走行実証の様子
米テキサス州にあるテスラのAI学習用コンピューター
走行テストにも使用するモデル3

 米テスラが日本で先進運転支援システム「フルセルフドライビング」の走行実証を開始した。ドライバーは常時監視しなければならないため、「レベル2」に該当するが、認知、操作、判断をすべて人工知能(AI)が担う手法「エンド・ツー・エンド(E2E)」を用いるため、より複雑な交通環境でも運転支援機能を使用できるようになる。ただ、米国や中国ではE2Eを使用した自動運転技術の事故も発生しているほか、AIの判断過程が見えない「ブラックボックス問題」もある。
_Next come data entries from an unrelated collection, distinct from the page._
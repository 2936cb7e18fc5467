//! Page components - header and post detail page

pub mod header;
mod post;

pub use header::{Header, HeaderState};
pub use post::{PageRenderer, CODE_CSS_PATH, INDEX_CSS_PATH};
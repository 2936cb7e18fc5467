//! Site header with scroll-dependent styling

use crate::config::SiteConfig;
use crate::helpers::{html_escape, url_for};

/// Class applied to the header once the page is scrolled past the threshold
pub const SCROLLED_CLASS: &str = "scrolled";

/// Scroll state of the header
#[derive(Debug, Clone, Copy, PartialEq, Eq)]
pub struct HeaderState {
    threshold: u32,
    scrolled: bool,
}

impl HeaderState {
    pub fn new(threshold: u32) -> Self {
        Self {
            threshold,
            scrolled: false,
        }
    }

    /// Apply a scroll offset; returns whether the scrolled flag changed
    pub fn update(&mut self, scroll_y: f64) -> bool {
        let scrolled = scroll_y > f64::from(self.threshold);
        let changed = scrolled != self.scrolled;
        self.scrolled = scrolled;
        changed
    }

    pub fn is_scrolled(&self) -> bool {
        self.scrolled
    }

    pub fn class(&self) -> &'static str {
        if self.scrolled {
            SCROLLED_CLASS
        } else {
            ""
        }
    }
}

/// The page header: "Back to top" and "About me" navigation
pub struct Header<'a> {
    config: &'a SiteConfig,
    state: HeaderState,
}

impl<'a> Header<'a> {
    pub fn new(config: &'a SiteConfig) -> Self {
        Self {
            config,
            state: HeaderState::new(config.header.scroll_threshold),
        }
    }

    /// Render the header markup for the current state
    pub fn render(&self) -> String {
        format!(
            r#"<header class="{class}"><nav class="navbar"><a href="{home}" class="nav-link" data-scroll-top>Back to top</a><a href="{about}" class="nav-link">About me</a></nav></header>"#,
            class = self.state.class(),
            home = html_escape(&url_for(self.config, "/")),
            about = html_escape(&self.config.about_url),
        )
    }

    /// Browser-side counterpart of [`HeaderState::update`] plus smooth scroll to top
    pub fn script(&self) -> String {
        format!(
            r#"<script>
(function() {{
    var header = document.querySelector('header');
    if (!header) return;
    function onScroll() {{
        header.className = window.scrollY > {threshold} ? '{scrolled}' : '';
    }}
    window.addEventListener('scroll', onScroll);
    onScroll();
    var top = header.querySelector('[data-scroll-top]');
    if (top) {{
        top.addEventListener('click', function(event) {{
            event.preventDefault();
            window.scrollTo({{ top: 0, behavior: 'smooth' }});
        }});
    }}
}})();
</script>"#,
            threshold = self.state.threshold,
            scrolled = SCROLLED_CLASS,
        )
    }
}

#[cfg(test)]
mod tests {
    use super::*;

    #[test]
    fn test_scroll_threshold() {
        let mut state = HeaderState::new(50);
        assert!(!state.is_scrolled());
        assert!(!state.update(50.0));
        assert_eq!(state.class(), "");

        assert!(state.update(50.5));
        assert_eq!(state.class(), "scrolled");
        assert!(!state.update(400.0));

        assert!(state.update(0.0));
        assert!(!state.is_scrolled());
    }

    #[test]
    fn test_render_header() {
        let config = SiteConfig::default();
        let header = Header::new(&config);
        let html = header.render();
        assert!(html.starts_with(r#"<header class="">"#));
        assert!(html.contains(">Back to top</a>"));
        assert!(html.contains(r#"href="https://www.carolinecah.com""#));
    }

    #[test]
    fn test_script_uses_threshold() {
        let mut config = SiteConfig::default();
        config.header.scroll_threshold = 120;
        let script = Header::new(&config).script();
        assert!(script.contains("window.scrollY > 120"));
        assert!(script.contains("behavior: 'smooth'"));
    }
}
同社が安全性を担保した上で認証を取得し、日本での市販化にこぎ付けられるか注目される。

 フルセルフドライビングは、車両に搭載した8つのカメラとAIで、駐車状態から目的地での駐車までを運転支援するシステム。日本向けのテスラ車にはアダプティブクルーズコントロールと車線維持支援機能などを軸にした「オートパイロット」を搭載しているが、フルセルフドライビングではより幅広い範囲でシステムが運転に介入。自動駐車や車両の遠隔操作なども構成機能に含まれる。

 日本での実証実験は「モデル3」のテスト用車両を使って行っている。テスト車両ではあるものの、AI用のハードウエアやセンサーシステムは市販車と同じものを使用。20日には横浜市内で同社従業員が運転席に乗車し、「いつでもハンドルに手を戻せるハンズレディ」(同社広報担当)の状態で走行している動画を会員制交流サイト「X」で公開した。

 ハンズオフ運転は2019年にBMWが国内に導入して以降、日産自動車やトヨタ自動車、スバルなども採用しているが、ハンズオフ以外の機能も含めて高精度地図を用いる。一方、E2Eで運転支援を行うテスラの場合、高精度地図は必要なく、安全性さえ担保できれば、より広範囲な運転支援を実現できる。中国などでは実用化が進み始めているものの、日本の一般道をE2Eの車両で走行実証していることが明らかになったのは今回が初めてとみられる。

 E2Eはテスラや中国企業が先行しているほか、日本の自動車メーカーも開発を進めている。トヨタは中国メーカーと組んで新型車に導入し始めたほか、ホンダは27年以降に自社開発したE2Eのシステムを世界市場に投入する計画だ。経済産業省も「モビリティDX戦略」の中で、日本の競争力向上へAIを用いた自動運転を協調領域に位置付けており、民間同士の連携を促し始めた。

 もっとも、グローバルで広くE2Eが普及していくかは不透明だ。AIによる判断の根拠が説明できないことや、学習データが少ない状況ではスムーズに作動しない可能性がある、といった課題も多く残るためだ。今後、日本にもE2Eの自動運転が普及するのか。先行するテスラの動向が試金石の一つになりそうだ。